23 Nisan 2015 Perşembe

Yayınlandı Nisan 23, 2015 gön: ve 0 yorum

Matriyona’nın evi



Soljenitsin'in İvan Denisoviç’in bir günü adlı romanında ilginç bir öykü vardır. Özellikle bu öyküyü çok çarpıcı buldum.“Matriyonanın evi” adlı öyküsünde bir kadının trajik hayatı gözler önüne serilir. Matrionanın evi şöyle tarif ediliyor.

“Matriyonanın evi kuzeye dönük boyasız, tahta kaplı yüzünde bir sıra üstüne dört penceresi, iki yamaçlı çatısı küçücük penceresi boyanmış ufak bir çatı odası vardı. bakmak ihtiyacını bile duymayacağım bulanık bir aynası bulunan duvarlarına süs olsun diye ucuz bir kitap reklamı bir de ürün toplama afişi yapıştırılmış bu loş odaya yerleşmeye karar verdim.Evin içinde matriyona ile benden başka bir kedi pek çok sıçan, bir sürü de hamamböceği yaşıyordu.” 

Matriyona ilginç bir kadındır. Mal mülk peşine düşmeyen,evine eşya almayan,giyim kuşama düşkün olmayan, ama başkalarının işinde para almadan aptalcasına çalışan son gününe kadar mal derdine düşmeyen bir insandır. Bu kadının hazin bir ölümü vardır. Sıradan gibi görünen bir insanın toplumda nasıl bir yer tuttuğu şu şekilde anlatılır.
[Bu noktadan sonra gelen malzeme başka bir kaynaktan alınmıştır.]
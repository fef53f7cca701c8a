//! Record predicates
//!
//! The drain loop consults a predicate before transforming each record.
//! Predicates look only at the record itself (in practice, its type tag);
//! source-id filtering is the assembler's job.

use std::collections::HashSet;

use fragsrc_protocol::RawRecord;

/// What the drain loop should do with a record
#[derive(Debug, Clone, Copy, PartialEq, Eq)]
pub enum Decision {
    /// Transform the record into a fragment
    Accept,
    /// Skip the record entirely
    Reject,
    /// Keep-latest: transform only if no newer data is already waiting
    Sample,
}

/// Per-record accept/reject/sample decision
pub trait RecordPredicate: Send {
    /// Decide what to do with `record`
    fn evaluate(&self, record: &RawRecord) -> Decision;
}

/// Predicate that accepts every record
pub struct AcceptAll;

impl RecordPredicate for AcceptAll {
    fn evaluate(&self, _record: &RawRecord) -> Decision {
        Decision::Accept
    }
}

/// Predicate driven by an accept-list of record type tags
///
/// Types on the sample list are forwarded with keep-latest semantics;
/// types on neither list are rejected.
pub struct TypeFilter {
    accepted: HashSet<u32>,
    sampled: HashSet<u32>,
}

impl TypeFilter {
    /// Accept exactly the given type tags
    pub fn new(accepted: impl IntoIterator<Item = u32>) -> Self {
        Self {
            accepted: accepted.into_iter().collect(),
            sampled: HashSet::new(),
        }
    }

    /// Mark type tags for keep-latest sampling instead of full acceptance
    pub fn sampled(mut self, types: impl IntoIterator<Item = u32>) -> Self {
        self.sampled = types.into_iter().collect();
        self
    }
}

impl RecordPredicate for TypeFilter {
    fn evaluate(&self, record: &RawRecord) -> Decision {
        let tag = record.type_tag();
        if self.sampled.contains(&tag) {
            Decision::Sample
        } else if self.accepted.contains(&tag) {
            Decision::Accept
        } else {
            Decision::Reject
        }
    }
}

#[cfg(test)]
#[path = "predicate_test.rs"]
mod predicate_test;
“hepimiz onunla yan yana yaşıyor, fakat hiç birimiz onun “her köyde onu ayakta tutan bir doğru vardır"atasözündeki doğru insan olduğunu anlayamıyorduk. değil yalnız her köyde her şehirde bütün dünyamızda onu ayakta tutan doğru bir insan vardır ve matriyona böyle insanlardan biridir hem de ta kendisidir.